Your answer must consist of one number: how many lines in the records contain "metadata".

Stored items
********

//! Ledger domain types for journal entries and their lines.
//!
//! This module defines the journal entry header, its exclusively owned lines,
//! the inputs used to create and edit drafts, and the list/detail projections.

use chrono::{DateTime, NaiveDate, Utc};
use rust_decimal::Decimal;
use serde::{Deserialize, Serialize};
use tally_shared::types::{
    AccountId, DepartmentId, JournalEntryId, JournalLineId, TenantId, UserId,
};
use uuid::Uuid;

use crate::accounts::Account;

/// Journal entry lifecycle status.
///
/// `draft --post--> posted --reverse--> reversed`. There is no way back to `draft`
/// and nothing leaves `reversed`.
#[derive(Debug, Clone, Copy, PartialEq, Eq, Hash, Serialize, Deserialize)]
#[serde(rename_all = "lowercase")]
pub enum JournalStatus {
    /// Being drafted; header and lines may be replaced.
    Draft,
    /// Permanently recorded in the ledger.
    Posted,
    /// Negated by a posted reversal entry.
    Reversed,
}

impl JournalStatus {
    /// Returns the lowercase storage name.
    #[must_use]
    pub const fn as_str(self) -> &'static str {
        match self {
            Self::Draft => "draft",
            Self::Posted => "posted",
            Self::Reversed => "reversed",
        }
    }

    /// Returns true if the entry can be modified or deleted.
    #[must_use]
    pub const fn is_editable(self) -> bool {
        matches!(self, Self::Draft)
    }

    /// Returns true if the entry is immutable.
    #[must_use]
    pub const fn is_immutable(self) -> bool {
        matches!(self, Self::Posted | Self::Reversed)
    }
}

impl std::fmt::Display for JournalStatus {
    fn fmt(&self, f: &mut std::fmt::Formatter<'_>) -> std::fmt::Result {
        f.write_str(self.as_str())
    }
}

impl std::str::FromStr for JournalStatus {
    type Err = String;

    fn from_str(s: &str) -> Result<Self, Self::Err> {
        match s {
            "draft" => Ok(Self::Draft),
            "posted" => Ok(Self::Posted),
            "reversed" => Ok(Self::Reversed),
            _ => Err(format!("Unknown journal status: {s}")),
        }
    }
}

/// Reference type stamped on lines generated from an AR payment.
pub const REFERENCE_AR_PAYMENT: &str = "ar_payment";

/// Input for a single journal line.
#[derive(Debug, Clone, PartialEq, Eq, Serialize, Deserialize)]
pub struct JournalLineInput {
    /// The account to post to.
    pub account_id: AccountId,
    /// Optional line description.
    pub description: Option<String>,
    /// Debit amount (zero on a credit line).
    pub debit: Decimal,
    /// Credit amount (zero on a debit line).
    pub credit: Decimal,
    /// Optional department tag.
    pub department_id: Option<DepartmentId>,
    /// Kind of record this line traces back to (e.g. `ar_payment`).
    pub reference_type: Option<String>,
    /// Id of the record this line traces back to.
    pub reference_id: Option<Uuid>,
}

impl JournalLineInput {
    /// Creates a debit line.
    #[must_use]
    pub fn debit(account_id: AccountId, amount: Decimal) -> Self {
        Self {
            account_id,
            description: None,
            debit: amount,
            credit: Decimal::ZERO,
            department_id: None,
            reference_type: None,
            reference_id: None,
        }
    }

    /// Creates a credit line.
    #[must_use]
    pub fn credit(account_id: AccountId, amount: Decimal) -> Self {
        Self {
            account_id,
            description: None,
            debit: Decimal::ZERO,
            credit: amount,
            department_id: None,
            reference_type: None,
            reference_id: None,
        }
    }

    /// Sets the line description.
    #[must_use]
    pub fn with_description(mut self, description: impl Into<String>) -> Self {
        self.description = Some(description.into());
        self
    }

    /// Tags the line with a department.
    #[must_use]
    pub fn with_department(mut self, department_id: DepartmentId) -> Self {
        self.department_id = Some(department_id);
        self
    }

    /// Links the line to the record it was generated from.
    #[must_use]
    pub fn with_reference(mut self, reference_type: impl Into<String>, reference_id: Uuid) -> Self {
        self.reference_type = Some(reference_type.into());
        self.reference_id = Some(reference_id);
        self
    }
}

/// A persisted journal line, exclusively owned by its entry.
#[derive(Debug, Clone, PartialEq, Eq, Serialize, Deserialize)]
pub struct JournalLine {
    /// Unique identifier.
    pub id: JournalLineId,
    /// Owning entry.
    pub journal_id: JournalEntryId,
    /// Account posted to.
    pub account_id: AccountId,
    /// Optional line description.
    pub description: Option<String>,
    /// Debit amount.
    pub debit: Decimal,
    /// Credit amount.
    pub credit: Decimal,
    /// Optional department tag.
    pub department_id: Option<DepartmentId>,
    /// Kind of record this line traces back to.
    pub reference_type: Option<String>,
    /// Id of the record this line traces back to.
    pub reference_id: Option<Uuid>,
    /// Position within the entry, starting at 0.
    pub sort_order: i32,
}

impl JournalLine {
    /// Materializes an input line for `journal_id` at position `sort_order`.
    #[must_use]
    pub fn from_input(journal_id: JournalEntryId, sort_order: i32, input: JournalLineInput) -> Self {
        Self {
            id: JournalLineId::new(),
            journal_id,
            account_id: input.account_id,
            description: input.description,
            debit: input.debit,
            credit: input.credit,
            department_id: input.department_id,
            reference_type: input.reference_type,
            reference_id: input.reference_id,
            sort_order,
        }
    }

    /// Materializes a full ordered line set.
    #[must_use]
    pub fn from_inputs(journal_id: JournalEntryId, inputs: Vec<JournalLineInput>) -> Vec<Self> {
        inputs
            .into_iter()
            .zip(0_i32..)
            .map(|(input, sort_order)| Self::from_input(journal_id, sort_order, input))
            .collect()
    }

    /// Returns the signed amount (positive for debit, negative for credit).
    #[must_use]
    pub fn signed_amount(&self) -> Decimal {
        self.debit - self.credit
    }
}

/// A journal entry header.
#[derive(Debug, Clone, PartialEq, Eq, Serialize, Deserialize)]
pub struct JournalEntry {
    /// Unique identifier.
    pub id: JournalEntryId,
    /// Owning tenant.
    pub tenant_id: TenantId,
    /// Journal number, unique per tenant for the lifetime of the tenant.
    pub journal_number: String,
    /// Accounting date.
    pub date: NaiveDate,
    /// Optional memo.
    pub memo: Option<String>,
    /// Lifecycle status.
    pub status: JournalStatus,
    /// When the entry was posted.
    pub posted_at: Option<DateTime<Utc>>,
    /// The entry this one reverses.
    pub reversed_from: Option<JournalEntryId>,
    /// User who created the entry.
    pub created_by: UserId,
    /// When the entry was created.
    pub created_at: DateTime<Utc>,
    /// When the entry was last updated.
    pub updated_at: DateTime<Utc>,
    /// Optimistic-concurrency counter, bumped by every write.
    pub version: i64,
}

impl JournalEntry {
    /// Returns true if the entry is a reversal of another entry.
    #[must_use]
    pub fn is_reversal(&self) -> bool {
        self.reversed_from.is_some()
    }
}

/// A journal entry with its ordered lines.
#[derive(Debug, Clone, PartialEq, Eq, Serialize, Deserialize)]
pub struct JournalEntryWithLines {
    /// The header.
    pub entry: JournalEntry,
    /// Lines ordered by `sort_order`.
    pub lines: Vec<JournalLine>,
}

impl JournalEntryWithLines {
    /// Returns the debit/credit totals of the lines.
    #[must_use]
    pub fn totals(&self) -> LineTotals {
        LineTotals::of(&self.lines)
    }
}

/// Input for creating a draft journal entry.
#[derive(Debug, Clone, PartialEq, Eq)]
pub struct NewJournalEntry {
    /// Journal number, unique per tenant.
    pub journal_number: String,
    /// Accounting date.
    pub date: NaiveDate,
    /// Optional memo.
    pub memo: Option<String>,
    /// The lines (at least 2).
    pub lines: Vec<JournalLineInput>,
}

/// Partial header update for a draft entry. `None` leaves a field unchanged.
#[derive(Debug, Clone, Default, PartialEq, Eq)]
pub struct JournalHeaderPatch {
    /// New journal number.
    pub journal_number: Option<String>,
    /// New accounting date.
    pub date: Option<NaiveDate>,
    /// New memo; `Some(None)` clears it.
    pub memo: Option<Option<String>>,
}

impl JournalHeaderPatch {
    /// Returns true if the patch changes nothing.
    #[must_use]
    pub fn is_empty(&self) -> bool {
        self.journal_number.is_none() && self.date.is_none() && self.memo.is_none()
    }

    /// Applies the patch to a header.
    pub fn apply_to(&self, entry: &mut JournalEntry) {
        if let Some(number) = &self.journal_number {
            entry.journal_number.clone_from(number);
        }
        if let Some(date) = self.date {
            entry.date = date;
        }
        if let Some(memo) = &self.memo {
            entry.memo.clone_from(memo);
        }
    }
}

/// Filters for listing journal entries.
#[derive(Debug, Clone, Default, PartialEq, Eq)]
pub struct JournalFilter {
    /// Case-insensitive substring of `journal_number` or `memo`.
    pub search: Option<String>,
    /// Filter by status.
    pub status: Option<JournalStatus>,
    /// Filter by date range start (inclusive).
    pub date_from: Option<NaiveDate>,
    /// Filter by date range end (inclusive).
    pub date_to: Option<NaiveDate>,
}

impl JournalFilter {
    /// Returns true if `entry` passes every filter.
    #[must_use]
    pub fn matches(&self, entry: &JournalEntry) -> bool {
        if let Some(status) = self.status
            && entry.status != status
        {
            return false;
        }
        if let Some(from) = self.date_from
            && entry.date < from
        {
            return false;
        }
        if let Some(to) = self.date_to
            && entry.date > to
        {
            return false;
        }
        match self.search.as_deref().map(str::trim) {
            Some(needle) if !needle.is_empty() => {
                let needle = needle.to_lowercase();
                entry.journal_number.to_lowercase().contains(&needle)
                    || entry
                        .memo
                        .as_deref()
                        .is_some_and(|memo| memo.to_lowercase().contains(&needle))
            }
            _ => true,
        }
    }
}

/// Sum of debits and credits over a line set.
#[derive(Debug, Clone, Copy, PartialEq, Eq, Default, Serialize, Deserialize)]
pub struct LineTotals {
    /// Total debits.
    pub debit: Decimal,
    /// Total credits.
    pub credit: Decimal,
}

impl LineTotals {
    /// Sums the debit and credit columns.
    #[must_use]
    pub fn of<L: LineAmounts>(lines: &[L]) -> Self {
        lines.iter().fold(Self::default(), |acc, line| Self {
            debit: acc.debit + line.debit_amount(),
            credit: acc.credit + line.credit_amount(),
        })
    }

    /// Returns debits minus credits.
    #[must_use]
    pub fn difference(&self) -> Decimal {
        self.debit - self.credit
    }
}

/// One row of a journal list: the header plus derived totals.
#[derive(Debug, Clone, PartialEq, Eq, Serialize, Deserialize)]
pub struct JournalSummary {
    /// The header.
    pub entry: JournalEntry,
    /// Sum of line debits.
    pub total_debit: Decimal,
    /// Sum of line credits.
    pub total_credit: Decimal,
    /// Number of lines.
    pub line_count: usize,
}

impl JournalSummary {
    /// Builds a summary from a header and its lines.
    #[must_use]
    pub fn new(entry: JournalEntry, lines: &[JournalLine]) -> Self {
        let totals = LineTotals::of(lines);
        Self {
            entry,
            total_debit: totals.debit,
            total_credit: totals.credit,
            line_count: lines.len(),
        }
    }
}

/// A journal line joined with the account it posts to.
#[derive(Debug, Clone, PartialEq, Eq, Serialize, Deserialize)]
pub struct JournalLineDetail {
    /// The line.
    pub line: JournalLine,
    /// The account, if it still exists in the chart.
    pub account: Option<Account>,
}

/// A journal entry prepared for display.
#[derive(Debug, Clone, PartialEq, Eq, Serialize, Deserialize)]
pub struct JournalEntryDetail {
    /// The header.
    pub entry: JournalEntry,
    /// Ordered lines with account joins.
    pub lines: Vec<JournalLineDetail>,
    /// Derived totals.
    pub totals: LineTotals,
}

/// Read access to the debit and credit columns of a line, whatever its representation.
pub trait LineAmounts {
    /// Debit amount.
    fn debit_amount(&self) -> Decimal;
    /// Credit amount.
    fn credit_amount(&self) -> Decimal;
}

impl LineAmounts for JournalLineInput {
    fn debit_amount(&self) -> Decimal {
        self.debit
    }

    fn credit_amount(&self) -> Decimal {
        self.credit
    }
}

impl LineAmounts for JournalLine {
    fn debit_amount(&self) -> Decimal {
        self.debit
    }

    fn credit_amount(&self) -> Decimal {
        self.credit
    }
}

********

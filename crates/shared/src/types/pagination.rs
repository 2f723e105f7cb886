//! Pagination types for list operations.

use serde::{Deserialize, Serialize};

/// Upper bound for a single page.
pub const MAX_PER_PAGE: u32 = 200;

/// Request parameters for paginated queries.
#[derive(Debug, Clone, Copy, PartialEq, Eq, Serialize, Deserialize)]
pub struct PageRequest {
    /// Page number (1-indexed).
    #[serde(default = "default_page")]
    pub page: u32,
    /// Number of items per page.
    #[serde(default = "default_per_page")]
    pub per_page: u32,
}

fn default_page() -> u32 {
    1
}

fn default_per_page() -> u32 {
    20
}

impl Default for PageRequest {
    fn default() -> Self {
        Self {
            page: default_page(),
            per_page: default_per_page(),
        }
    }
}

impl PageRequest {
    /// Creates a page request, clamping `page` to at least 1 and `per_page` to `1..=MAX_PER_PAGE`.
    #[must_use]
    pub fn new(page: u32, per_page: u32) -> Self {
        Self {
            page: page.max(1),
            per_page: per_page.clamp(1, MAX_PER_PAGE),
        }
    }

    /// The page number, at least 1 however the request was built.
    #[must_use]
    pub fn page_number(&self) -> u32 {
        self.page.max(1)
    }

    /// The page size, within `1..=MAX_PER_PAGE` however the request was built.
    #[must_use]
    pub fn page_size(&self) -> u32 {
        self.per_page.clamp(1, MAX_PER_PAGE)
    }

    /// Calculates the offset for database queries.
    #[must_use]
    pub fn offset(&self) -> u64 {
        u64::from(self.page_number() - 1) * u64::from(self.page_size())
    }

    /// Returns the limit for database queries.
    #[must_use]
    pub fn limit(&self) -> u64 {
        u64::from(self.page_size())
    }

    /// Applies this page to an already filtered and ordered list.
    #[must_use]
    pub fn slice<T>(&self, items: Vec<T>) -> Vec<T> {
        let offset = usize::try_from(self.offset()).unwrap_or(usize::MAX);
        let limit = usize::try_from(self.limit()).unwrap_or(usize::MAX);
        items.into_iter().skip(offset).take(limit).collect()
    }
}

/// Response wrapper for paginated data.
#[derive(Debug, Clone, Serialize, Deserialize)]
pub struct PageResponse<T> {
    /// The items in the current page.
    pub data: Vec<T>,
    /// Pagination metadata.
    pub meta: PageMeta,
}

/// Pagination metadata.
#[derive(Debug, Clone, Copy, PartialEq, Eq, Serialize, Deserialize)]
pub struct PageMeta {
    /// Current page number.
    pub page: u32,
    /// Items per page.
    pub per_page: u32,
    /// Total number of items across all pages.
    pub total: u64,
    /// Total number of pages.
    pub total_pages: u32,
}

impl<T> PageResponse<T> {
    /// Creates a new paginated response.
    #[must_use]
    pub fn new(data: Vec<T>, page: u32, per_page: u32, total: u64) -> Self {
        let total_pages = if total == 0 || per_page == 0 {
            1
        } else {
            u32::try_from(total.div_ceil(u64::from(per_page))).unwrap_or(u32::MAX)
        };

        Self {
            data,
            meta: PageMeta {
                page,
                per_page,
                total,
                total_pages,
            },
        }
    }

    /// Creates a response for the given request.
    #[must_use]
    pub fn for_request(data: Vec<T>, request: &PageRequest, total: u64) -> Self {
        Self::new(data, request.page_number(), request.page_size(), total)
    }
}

********

* **Written reply**
2